* Exercise prompt:
Please report each line of the data below that contains "content".

===== Records =====

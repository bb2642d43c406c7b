use super::tag::Tag;

/// Definite-length BER encoder.
///
/// Constructed values are built into a scratch writer first so the length
/// prefix is known before the content is appended.
#[derive(Debug, Default)]
pub struct BerWriter {
    buf: Vec<u8>,
}

impl BerWriter {
    pub fn new() -> Self {
        Self::default()
    }

    pub fn into_bytes(self) -> Vec<u8> {
        self.buf
    }

    pub fn len(&self) -> usize {
        self.buf.len()
    }

    pub fn is_empty(&self) -> bool {
        self.buf.is_empty()
    }

    pub fn write_tlv(&mut self, tag: Tag, content: &[u8]) {
        self.write_tag(tag);
        self.write_length(content.len());
        self.buf.extend_from_slice(content);
    }

    pub fn sequence<F>(&mut self, tag: Tag, f: F)
    where
        F: FnOnce(&mut BerWriter),
    {
        let mut inner = BerWriter::new();
        f(&mut inner);
        let tag = Tag {
            constructed: true,
            ..tag
        };
        self.write_tlv(tag, &inner.buf);
    }

    /// Writes `f` wrapped in an explicit context tag.
    pub fn context<F>(&mut self, number: u32, f: F)
    where
        F: FnOnce(&mut BerWriter),
    {
        self.sequence(Tag::context(number), f);
    }

    pub fn write_integer(&mut self, value: i64) {
        let bytes = value.to_be_bytes();
        let mut start = 0;
        while start < bytes.len() - 1 {
            let redundant = (bytes[start] == 0x00 && bytes[start + 1] & 0x80 == 0)
                || (bytes[start] == 0xFF && bytes[start + 1] & 0x80 != 0);
            if !redundant {
                break;
            }
            start += 1;
        }
        self.write_tlv(Tag::INTEGER, &bytes[start..]);
    }

    pub fn write_bool(&mut self, value: bool) {
        self.write_tlv(Tag::BOOLEAN, &[if value { 0xFF } else { 0x00 }]);
    }

    pub fn write_utf8(&mut self, value: &str) {
        self.write_tlv(Tag::UTF8_STRING, value.as_bytes());
    }

    pub fn write_octets(&mut self, value: &[u8]) {
        self.write_tlv(Tag::OCTET_STRING, value);
    }

    pub fn write_null(&mut self) {
        self.write_tlv(Tag::NULL, &[]);
    }

    pub fn write_relative_oid(&mut self, components: &[u32]) {
        let mut content = Vec::with_capacity(components.len() * 2);
        for &component in components {
            encode_base128(component, &mut content);
        }
        self.write_tlv(Tag::RELATIVE_OID, &content);
    }

    pub fn write_real(&mut self, value: f64) {
        self.write_tlv(Tag::REAL, &encode_real(value));
    }

    fn write_tag(&mut self, tag: Tag) {
        let mut first = tag.class.bits();
        if tag.constructed {
            first |= 0x20;
        }
        if tag.number < 0x1F {
            self.buf.push(first | tag.number as u8);
        } else {
            self.buf.push(first | 0x1F);
            encode_base128(tag.number, &mut self.buf);
        }
    }

    fn write_length(&mut self, len: usize) {
        if len < 0x80 {
            self.buf.push(len as u8);
            return;
        }
        let bytes = (len as u64).to_be_bytes();
        let skip = bytes.iter().take_while(|&&b| b == 0).count();
        self.buf.push(0x80 | (bytes.len() - skip) as u8);
        self.buf.extend_from_slice(&bytes[skip..]);
    }
}

fn encode_base128(value: u32, out: &mut Vec<u8>) {
    let mut groups = [0u8; 5];
    let mut count = 0;
    let mut remaining = value;
    loop {
        groups[count] = (remaining & 0x7F) as u8;
        count += 1;
        remaining >>= 7;
        if remaining == 0 {
            break;
        }
    }
    for i in (0..count).rev() {
        let continuation = if i > 0 { 0x80 } else { 0x00 };
        out.push(groups[i] | continuation);
    }
}

/// X.690 binary encoding, base 2, scale factor 0.
fn encode_real(value: f64) -> Vec<u8> {
    if value.is_nan() {
        return vec![0x42];
    }
    if value.is_infinite() {
        return vec![if value > 0.0 { 0x40 } else { 0x41 }];
    }
    if value == 0.0 {
        return if value.is_sign_negative() {
            vec![0x43]
        } else {
            Vec::new()
        };
    }

    let bits = value.to_bits();
    let negative = bits >> 63 != 0;
    let biased = ((bits >> 52) & 0x7FF) as i64;
    let fraction = bits & 0x000F_FFFF_FFFF_FFFF;

    let (mut mantissa, mut exponent) = if biased == 0 {
        (fraction, -1074)
    } else {
        (fraction | (1 << 52), biased - 1075)
    };
    while mantissa & 1 == 0 {
        mantissa >>= 1;
        exponent += 1;
    }

    let exp_bytes = exponent.to_be_bytes();
    let mut exp_start = 0;
    while exp_start < exp_bytes.len() - 1 {
        let redundant = (exp_bytes[exp_start] == 0x00 && exp_bytes[exp_start + 1] & 0x80 == 0)
            || (exp_bytes[exp_start] == 0xFF && exp_bytes[exp_start + 1] & 0x80 != 0);
        if !redundant {
            break;
        }
        exp_start += 1;
    }
    let exp_bytes = &exp_bytes[exp_start..];

    let mant_bytes = mantissa.to_be_bytes();
    let mant_start = mant_bytes.iter().take_while(|&&b| b == 0).count();

    let mut out = Vec::with_capacity(1 + exp_bytes.len() + 8);
    let mut first = 0x80u8;
    if negative {
        first |= 0x40;
    }
    first |= (exp_bytes.len() - 1) as u8;
    out.push(first);
    out.extend_from_slice(exp_bytes);
    out.extend_from_slice(&mant_bytes[mant_start..]);
    out
}

#[cfg(test)]
mod tests {
    use super::*;

    fn encoded<F: FnOnce(&mut BerWriter)>(f: F) -> Vec<u8> {
        let mut writer = BerWriter::new();
        f(&mut writer);
        writer.into_bytes()
    }

    #[test]
    fn test_integer_minimal_encoding() {
        assert_eq!(encoded(|w| w.write_integer(0)), vec![0x02, 0x01, 0x00]);
        assert_eq!(encoded(|w| w.write_integer(127)), vec![0x02, 0x01, 0x7F]);
        assert_eq!(encoded(|w| w.write_integer(128)), vec![0x02, 0x02, 0x00, 0x80]);
        assert_eq!(encoded(|w| w.write_integer(-1)), vec![0x02, 0x01, 0xFF]);
        assert_eq!(encoded(|w| w.write_integer(-129)), vec![0x02, 0x02, 0xFF, 0x7F]);
    }

    #[test]
    fn test_relative_oid_encoding() {
        assert_eq!(
            encoded(|w| w.write_relative_oid(&[1, 2, 200])),
            vec![0x0D, 0x04, 0x01, 0x02, 0x81, 0x48]
        );
    }

    #[test]
    fn test_long_length_form() {
        let bytes = encoded(|w| w.write_octets(&[0u8; 200]));
        assert_eq!(&bytes[..3], &[0x04, 0x81, 200]);
        assert_eq!(bytes.len(), 203);
    }

    #[test]
    fn test_high_tag_number() {
        let bytes = encoded(|w| w.sequence(Tag::application(40), |_| {}));
        assert_eq!(bytes, vec![0x7F, 0x28, 0x00]);
    }

    #[test]
    fn test_real_special_values() {
        assert_eq!(encode_real(0.0), Vec::<u8>::new());
        assert_eq!(encode_real(f64::INFINITY), vec![0x40]);
        assert_eq!(encode_real(f64::NEG_INFINITY), vec![0x41]);
        assert_eq!(encode_real(1.0), vec![0x80, 0x00, 0x01]);
        assert_eq!(encode_real(-0.5), vec![0xC0, 0xFF, 0x01]);
    }
}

=====

* Exercise output:
/// prefix is known before the content is appended.
    pub fn write_tlv(&mut self, tag: Tag, content: &[u8]) {
        self.write_length(content.len());
        self.buf.extend_from_slice(content);
        let mut content = Vec::with_capacity(components.len() * 2);
            encode_base128(component, &mut content);
        self.write_tlv(Tag::RELATIVE_OID, &content);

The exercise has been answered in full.